● **Exercise requirements**: After reading the lines below, count those that contain "TraceLayer" and give the count alone.

(Collected data entries)
◇ ◇ ◇ ◇ ◇

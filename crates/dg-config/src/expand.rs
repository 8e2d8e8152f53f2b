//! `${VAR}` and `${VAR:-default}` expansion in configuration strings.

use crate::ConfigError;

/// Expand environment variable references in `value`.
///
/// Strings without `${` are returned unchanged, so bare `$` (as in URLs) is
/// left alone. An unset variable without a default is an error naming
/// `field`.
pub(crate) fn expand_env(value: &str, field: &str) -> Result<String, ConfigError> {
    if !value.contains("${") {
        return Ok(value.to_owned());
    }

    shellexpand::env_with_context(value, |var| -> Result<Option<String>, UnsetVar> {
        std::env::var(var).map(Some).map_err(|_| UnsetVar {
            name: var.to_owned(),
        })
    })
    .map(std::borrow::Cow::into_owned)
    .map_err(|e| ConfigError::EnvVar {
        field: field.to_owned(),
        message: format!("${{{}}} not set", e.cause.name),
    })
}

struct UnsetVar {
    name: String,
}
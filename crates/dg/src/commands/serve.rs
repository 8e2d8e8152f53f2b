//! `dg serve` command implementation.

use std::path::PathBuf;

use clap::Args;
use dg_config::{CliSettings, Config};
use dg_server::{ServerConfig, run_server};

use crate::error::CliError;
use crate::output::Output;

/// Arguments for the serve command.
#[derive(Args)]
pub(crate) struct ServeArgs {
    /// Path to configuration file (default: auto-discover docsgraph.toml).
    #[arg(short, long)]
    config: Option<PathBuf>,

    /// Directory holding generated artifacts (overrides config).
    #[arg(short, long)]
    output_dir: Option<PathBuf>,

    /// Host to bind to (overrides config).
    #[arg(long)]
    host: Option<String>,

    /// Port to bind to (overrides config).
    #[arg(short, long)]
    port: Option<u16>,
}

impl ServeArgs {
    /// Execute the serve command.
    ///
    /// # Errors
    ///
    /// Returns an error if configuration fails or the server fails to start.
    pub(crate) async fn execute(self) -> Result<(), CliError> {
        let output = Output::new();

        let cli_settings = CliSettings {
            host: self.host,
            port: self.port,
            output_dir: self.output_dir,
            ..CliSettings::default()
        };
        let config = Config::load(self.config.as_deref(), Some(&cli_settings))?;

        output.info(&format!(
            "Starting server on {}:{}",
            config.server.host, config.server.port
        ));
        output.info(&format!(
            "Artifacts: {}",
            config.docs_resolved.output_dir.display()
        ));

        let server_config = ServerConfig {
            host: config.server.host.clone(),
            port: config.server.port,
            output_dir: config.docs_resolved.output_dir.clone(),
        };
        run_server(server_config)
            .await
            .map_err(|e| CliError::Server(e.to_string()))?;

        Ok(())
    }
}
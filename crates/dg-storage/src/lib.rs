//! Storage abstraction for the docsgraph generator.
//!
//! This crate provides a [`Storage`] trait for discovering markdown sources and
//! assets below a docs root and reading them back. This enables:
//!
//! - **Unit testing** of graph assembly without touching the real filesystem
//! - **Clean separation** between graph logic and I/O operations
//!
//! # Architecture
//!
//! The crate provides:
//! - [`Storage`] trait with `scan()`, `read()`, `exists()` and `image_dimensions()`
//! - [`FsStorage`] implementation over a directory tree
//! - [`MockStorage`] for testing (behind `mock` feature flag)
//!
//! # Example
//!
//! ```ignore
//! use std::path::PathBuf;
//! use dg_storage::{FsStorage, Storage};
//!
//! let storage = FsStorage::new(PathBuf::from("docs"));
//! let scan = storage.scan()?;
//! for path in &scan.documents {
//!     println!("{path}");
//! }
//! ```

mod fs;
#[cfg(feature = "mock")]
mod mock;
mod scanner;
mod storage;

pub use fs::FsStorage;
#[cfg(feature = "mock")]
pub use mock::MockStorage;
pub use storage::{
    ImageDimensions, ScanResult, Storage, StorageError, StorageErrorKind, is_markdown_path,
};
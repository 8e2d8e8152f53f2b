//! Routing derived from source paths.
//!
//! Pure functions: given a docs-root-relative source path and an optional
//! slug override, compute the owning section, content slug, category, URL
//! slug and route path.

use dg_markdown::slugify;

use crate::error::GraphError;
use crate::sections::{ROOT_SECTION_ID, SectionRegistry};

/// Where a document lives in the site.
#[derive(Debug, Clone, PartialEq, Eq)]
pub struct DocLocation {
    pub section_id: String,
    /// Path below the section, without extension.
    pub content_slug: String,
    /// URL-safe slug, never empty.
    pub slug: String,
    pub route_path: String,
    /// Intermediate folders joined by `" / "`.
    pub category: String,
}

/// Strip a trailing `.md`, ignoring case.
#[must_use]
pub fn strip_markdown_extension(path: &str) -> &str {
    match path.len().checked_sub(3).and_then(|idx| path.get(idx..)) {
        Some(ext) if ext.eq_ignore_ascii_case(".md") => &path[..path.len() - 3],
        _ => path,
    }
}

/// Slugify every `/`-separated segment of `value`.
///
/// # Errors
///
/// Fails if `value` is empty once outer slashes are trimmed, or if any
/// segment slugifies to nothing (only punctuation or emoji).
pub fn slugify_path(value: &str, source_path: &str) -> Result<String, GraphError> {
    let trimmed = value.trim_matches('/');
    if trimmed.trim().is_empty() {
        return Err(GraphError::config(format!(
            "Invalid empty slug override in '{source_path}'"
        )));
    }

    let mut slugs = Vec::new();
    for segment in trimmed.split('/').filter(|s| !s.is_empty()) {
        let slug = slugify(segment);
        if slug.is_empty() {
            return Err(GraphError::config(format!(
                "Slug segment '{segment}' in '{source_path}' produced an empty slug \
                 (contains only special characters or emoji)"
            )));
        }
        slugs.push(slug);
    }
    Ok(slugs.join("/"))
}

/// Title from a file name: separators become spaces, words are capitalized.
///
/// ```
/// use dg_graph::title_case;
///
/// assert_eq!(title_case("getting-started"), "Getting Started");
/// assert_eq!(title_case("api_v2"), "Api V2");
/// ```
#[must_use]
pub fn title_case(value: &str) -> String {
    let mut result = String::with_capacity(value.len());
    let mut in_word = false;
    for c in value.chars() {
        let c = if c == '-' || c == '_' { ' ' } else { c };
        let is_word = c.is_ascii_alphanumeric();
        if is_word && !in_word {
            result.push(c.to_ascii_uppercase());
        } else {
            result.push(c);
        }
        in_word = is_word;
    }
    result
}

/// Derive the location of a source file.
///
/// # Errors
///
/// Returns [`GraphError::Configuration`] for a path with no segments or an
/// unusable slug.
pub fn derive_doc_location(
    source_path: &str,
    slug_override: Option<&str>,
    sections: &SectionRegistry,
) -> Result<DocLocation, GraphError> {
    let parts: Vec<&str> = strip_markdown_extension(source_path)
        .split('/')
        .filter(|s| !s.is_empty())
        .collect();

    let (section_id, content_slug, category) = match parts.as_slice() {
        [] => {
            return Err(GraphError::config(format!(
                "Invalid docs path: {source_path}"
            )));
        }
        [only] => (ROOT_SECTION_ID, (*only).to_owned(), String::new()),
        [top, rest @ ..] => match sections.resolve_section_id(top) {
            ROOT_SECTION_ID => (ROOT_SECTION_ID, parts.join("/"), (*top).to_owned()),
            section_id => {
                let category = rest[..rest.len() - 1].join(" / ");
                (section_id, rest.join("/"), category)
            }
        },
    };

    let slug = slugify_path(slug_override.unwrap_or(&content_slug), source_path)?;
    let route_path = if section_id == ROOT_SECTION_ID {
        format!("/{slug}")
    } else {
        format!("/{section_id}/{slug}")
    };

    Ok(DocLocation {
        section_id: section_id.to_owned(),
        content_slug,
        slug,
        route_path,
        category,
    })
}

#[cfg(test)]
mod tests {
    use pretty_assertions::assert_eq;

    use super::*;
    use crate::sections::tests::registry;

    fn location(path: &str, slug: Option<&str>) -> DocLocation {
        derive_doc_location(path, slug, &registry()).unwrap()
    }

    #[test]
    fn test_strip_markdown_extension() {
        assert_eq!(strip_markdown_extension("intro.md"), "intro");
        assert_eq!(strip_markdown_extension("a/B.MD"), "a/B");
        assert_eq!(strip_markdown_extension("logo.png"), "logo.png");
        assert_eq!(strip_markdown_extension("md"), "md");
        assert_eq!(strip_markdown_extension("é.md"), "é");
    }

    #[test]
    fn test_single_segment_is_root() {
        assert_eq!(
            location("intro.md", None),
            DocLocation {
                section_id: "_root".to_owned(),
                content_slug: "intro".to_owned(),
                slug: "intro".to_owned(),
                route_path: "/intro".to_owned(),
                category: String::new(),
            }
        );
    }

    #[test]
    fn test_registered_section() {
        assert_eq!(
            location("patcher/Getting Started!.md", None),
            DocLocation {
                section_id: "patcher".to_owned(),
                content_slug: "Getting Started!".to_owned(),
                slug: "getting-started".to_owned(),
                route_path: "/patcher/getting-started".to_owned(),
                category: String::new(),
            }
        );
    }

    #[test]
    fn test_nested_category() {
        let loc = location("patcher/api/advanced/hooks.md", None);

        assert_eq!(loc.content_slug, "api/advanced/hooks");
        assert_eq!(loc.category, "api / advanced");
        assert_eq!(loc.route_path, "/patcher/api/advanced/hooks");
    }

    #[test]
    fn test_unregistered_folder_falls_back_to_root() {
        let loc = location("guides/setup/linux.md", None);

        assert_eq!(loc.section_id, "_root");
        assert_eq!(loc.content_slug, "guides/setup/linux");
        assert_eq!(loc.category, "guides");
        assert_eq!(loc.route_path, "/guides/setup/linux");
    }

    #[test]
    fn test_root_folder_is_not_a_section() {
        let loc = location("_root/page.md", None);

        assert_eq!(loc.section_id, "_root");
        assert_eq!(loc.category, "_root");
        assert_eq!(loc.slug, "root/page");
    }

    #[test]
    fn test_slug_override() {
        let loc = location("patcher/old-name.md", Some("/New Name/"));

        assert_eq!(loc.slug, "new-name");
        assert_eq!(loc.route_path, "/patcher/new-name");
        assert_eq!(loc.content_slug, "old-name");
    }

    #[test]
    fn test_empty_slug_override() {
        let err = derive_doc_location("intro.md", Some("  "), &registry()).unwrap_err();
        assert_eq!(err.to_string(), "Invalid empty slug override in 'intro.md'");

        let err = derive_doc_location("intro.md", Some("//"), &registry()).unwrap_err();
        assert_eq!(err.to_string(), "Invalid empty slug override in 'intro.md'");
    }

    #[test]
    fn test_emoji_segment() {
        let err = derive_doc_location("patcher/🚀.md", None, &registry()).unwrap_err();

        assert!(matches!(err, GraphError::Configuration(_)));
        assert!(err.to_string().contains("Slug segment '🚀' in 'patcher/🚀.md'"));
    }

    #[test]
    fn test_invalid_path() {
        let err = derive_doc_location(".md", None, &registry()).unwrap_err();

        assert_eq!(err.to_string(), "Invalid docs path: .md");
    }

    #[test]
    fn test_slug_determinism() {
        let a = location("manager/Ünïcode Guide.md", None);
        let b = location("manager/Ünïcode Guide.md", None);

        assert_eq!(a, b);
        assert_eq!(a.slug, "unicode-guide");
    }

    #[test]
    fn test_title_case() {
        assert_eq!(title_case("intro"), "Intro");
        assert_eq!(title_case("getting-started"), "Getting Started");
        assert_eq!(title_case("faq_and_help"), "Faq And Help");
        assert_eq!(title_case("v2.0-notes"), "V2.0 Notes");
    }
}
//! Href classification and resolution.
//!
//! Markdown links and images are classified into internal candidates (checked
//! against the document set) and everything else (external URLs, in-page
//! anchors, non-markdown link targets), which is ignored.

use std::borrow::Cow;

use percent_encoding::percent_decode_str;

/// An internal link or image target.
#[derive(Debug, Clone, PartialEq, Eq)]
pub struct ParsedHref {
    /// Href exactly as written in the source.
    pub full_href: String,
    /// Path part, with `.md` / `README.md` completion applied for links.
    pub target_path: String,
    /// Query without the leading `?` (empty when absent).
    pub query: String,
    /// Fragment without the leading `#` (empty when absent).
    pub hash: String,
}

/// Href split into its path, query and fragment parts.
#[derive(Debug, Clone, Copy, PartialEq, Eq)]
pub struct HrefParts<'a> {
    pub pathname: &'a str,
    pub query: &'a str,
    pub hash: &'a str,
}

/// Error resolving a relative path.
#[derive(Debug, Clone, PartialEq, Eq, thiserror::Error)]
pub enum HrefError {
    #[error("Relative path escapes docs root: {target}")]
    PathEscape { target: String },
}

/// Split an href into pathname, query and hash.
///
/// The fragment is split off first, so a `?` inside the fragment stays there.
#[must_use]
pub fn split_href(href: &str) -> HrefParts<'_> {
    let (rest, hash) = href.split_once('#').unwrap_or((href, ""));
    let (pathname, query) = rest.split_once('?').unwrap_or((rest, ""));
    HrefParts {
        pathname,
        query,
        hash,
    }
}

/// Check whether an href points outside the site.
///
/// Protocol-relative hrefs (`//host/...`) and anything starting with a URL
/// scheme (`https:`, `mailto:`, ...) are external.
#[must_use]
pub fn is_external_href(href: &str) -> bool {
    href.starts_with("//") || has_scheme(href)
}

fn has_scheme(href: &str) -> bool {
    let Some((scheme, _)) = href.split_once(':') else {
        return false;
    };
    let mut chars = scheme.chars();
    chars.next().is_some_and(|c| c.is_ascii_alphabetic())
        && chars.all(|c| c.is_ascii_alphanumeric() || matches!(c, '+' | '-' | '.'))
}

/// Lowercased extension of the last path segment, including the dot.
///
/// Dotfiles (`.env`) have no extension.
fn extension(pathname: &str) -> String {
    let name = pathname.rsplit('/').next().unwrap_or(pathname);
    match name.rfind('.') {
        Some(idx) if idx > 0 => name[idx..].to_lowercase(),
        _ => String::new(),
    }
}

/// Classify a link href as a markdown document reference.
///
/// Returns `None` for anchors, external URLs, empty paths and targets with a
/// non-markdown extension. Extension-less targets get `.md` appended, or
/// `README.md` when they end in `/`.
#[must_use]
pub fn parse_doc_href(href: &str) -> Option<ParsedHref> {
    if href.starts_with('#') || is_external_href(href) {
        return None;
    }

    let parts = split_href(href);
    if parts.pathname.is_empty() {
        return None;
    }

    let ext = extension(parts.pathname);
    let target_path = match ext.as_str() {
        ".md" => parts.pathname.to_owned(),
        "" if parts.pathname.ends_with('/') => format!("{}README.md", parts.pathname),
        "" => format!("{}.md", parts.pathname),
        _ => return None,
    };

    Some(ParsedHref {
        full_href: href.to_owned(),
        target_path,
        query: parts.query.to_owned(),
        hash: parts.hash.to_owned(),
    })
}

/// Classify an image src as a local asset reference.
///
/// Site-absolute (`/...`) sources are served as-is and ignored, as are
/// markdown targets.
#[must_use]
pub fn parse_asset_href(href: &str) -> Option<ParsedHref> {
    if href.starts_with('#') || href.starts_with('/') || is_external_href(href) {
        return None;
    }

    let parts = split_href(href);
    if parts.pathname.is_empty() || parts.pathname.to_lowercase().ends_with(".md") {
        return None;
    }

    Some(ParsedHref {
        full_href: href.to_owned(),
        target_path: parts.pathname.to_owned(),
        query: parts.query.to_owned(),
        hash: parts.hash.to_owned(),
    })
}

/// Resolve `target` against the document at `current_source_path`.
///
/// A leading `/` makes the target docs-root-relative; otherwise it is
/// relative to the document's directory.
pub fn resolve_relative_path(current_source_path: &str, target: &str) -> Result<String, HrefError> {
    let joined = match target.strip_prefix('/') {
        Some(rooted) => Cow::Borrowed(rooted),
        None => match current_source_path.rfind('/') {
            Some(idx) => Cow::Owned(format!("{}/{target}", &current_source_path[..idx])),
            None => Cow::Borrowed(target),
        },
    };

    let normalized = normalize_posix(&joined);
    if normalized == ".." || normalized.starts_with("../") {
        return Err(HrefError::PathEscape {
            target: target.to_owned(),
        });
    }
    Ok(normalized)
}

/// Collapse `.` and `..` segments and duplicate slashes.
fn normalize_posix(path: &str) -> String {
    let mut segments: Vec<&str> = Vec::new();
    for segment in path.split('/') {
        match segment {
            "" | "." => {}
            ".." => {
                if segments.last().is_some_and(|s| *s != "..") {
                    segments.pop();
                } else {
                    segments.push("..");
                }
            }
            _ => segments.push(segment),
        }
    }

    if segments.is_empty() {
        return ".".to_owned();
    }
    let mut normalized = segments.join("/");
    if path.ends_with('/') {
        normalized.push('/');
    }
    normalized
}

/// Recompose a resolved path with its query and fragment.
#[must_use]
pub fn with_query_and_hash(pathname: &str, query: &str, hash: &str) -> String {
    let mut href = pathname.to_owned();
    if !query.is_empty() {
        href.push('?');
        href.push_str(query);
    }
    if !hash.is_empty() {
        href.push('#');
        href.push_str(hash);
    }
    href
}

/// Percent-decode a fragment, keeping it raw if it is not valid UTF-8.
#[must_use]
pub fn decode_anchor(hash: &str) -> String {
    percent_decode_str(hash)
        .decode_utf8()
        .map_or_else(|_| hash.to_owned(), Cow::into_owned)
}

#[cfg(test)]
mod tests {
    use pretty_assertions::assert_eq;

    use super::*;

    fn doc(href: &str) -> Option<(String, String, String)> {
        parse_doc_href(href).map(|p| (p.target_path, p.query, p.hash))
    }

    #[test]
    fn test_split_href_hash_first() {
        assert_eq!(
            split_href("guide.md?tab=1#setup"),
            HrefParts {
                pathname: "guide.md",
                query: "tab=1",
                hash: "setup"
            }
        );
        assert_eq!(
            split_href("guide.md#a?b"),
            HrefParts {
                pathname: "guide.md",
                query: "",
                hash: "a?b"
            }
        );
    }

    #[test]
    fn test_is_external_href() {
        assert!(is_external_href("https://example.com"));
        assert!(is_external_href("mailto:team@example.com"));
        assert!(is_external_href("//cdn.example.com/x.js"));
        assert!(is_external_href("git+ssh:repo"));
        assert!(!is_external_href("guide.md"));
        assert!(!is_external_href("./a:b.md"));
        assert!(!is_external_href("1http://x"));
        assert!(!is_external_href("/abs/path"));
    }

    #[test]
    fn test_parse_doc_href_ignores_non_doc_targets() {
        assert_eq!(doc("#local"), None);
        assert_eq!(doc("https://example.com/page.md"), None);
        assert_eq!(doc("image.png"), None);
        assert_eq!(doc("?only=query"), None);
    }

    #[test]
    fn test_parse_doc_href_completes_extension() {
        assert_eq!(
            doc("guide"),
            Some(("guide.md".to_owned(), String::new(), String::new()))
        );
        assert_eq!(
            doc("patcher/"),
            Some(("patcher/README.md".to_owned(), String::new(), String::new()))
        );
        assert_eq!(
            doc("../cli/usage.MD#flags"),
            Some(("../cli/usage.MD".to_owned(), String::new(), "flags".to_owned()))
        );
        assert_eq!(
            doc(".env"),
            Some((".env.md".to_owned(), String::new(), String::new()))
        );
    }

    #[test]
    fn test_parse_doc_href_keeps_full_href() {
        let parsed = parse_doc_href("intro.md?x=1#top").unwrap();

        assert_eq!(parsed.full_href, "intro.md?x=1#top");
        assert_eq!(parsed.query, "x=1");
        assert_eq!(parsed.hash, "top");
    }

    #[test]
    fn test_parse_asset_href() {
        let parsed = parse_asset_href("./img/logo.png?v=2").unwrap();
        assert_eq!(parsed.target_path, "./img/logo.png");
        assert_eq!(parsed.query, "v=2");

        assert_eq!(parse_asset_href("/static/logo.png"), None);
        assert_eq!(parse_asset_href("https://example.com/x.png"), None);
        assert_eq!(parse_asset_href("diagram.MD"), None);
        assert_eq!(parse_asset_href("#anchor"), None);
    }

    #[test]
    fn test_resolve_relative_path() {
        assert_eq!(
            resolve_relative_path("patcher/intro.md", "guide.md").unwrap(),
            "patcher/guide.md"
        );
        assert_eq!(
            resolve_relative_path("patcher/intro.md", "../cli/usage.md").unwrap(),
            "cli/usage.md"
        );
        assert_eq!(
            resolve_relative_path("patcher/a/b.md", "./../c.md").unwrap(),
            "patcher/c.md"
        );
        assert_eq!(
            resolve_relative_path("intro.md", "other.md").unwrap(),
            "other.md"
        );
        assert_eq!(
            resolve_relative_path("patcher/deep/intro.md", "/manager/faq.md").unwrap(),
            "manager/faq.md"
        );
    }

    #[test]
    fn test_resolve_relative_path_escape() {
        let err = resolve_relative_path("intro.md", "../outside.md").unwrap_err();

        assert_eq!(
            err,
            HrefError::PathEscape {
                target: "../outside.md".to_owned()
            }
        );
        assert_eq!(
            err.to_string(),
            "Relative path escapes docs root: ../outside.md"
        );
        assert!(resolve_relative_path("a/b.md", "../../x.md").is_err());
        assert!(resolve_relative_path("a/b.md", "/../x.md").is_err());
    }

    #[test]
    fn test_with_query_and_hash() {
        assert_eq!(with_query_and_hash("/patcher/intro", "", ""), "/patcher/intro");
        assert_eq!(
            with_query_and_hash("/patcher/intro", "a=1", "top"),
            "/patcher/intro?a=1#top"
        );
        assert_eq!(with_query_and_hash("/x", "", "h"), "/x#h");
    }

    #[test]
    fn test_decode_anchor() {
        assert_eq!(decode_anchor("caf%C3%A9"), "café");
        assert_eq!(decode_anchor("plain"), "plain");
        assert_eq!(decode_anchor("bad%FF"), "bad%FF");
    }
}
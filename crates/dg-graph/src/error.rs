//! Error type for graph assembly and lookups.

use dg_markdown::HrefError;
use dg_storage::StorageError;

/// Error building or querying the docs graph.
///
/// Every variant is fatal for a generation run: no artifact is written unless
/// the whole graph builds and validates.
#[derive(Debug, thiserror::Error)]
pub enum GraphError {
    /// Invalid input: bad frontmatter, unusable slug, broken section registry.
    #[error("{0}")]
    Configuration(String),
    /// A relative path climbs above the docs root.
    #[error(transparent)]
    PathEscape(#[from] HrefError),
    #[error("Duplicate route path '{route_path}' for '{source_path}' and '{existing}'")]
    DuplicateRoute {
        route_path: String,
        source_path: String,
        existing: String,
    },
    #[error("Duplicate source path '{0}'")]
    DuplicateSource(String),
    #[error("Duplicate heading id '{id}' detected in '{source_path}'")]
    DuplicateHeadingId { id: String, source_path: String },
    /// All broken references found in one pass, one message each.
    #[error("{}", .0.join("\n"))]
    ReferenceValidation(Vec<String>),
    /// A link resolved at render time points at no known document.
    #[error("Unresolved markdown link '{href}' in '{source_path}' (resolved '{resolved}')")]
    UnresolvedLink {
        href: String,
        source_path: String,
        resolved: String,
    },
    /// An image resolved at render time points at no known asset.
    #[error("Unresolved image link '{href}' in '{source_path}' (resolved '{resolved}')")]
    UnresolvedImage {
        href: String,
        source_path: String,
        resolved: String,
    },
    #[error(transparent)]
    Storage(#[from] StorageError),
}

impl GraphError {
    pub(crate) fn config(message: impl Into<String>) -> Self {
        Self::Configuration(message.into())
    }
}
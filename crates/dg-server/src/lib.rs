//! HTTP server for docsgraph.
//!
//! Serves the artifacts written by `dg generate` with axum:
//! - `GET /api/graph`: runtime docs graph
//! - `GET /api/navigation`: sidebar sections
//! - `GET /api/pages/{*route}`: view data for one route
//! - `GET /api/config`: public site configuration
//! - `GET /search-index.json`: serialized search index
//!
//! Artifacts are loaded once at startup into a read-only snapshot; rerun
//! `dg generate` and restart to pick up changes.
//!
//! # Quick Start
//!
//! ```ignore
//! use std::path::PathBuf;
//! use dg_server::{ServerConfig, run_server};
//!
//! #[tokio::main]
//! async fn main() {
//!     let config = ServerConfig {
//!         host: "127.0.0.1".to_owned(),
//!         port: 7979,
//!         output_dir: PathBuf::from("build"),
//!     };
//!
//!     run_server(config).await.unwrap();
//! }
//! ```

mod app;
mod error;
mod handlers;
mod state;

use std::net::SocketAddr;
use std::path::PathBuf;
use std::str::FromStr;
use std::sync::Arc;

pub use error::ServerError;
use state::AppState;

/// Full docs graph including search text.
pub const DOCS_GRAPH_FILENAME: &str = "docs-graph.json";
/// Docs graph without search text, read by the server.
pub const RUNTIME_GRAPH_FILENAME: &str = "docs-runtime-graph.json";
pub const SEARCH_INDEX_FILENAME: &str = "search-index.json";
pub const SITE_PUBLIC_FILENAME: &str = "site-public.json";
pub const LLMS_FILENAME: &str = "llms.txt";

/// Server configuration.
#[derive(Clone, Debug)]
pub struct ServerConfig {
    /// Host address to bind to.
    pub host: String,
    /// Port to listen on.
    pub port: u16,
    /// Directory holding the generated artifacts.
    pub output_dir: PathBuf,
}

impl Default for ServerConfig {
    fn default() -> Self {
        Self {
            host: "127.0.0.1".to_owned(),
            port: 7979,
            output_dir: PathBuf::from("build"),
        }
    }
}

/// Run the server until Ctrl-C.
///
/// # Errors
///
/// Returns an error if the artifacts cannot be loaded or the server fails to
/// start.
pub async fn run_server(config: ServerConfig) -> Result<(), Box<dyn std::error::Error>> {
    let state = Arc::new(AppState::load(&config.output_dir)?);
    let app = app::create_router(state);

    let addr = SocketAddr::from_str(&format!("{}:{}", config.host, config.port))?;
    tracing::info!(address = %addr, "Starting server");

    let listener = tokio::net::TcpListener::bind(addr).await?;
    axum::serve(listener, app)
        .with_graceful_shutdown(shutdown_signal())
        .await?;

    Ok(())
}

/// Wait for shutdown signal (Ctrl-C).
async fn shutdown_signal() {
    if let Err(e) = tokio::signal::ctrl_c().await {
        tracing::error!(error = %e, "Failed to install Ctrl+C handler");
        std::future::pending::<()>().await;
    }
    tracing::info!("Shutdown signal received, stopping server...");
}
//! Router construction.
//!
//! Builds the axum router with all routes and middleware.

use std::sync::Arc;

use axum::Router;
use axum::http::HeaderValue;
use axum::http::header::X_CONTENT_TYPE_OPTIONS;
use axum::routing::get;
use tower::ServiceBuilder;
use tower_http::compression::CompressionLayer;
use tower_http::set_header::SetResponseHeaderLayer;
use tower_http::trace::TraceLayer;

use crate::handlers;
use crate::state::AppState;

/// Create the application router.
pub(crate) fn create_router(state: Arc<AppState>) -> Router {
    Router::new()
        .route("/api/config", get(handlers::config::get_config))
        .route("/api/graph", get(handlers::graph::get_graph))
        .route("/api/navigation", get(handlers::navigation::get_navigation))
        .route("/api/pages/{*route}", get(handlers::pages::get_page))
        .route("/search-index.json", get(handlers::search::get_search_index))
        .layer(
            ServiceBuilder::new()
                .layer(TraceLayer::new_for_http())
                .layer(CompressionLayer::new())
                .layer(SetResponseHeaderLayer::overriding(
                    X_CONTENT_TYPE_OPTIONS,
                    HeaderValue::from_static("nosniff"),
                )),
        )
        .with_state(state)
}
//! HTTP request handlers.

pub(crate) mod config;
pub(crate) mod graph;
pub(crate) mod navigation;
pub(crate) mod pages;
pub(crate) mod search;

◇ ◇ ◇ ◇ ◇

● **Result below**: 2